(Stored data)
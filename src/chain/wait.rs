//! Bounded polling until a transaction commits

use std::time::Duration;

use async_trait::async_trait;
use ckb_types::packed::Byte32;
use tracing::{debug, info};

use super::{ChainRpc, TxStatus};
use crate::error::{Error, Result};
use crate::types::{DEFAULT_POLL_ATTEMPTS, DEFAULT_POLL_INTERVAL_MS};

#[async_trait]
pub trait Clock: Send + Sync {
    async fn sleep(&self, duration: Duration);
}

#[derive(Clone, Copy, Debug, Default)]
pub struct TokioClock;

#[async_trait]
impl Clock for TokioClock {
    async fn sleep(&self, duration: Duration) {
        tokio::time::sleep(duration).await;
    }
}

#[derive(Clone, Copy, Debug, PartialEq, Eq)]
pub struct PollPolicy {
    pub interval: Duration,
    pub attempts: u32,
}

impl Default for PollPolicy {
    fn default() -> Self {
        Self { interval: Duration::from_millis(DEFAULT_POLL_INTERVAL_MS), attempts: DEFAULT_POLL_ATTEMPTS }
    }
}

/// Query the status up to `policy.attempts` times, sleeping between queries
/// while the transaction is pending or proposed.
pub async fn wait_for_commit(
    rpc: &dyn ChainRpc,
    clock: &dyn Clock,
    policy: PollPolicy,
    tx_hash: &Byte32,
) -> Result<()> {
    for attempt in 1..=policy.attempts {
        match rpc.transaction_status(tx_hash).await? {
            TxStatus::Committed => {
                info!(tx_hash = %format!("{tx_hash:#x}"), attempt, "transaction committed");
                return Ok(());
            }
            status @ (TxStatus::Pending | TxStatus::Proposed) => {
                debug!(tx_hash = %format!("{tx_hash:#x}"), attempt, %status, "waiting for commit");
                if attempt < policy.attempts {
                    clock.sleep(policy.interval).await;
                }
            }
            TxStatus::Other(status) => {
                return Err(Error::UnexpectedState(format!("transaction {tx_hash:#x} is {status}")));
            }
        }
    }
    Err(Error::Timeout { tx_hash: format!("{tx_hash:#x}"), attempts: policy.attempts })
}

WHAT THE TASK REQUIRES:
Write out, word for word, the lines from the one containing "fn default() ->" through the end of the records, with no other lines.

OUTPUT:
    fn default() -> Self {
        Self { interval: Duration::from_millis(DEFAULT_POLL_INTERVAL_MS), attempts: DEFAULT_POLL_ATTEMPTS }
    }
}

/// Query the status up to `policy.attempts` times, sleeping between queries
/// while the transaction is pending or proposed.
pub async fn wait_for_commit(
    rpc: &dyn ChainRpc,
    clock: &dyn Clock,
    policy: PollPolicy,
    tx_hash: &Byte32,
) -> Result<()> {
    for attempt in 1..=policy.attempts {
        match rpc.transaction_status(tx_hash).await? {
            TxStatus::Committed => {
                info!(tx_hash = %format!("{tx_hash:#x}"), attempt, "transaction committed");
                return Ok(());
            }
            status @ (TxStatus::Pending | TxStatus::Proposed) => {
                debug!(tx_hash = %format!("{tx_hash:#x}"), attempt, %status, "waiting for commit");
                if attempt < policy.attempts {
                    clock.sleep(policy.interval).await;
                }
            }
            TxStatus::Other(status) => {
                return Err(Error::UnexpectedState(format!("transaction {tx_hash:#x} is {status}")));
            }
        }
    }
    Err(Error::Timeout { tx_hash: format!("{tx_hash:#x}"), attempts: policy.attempts })
}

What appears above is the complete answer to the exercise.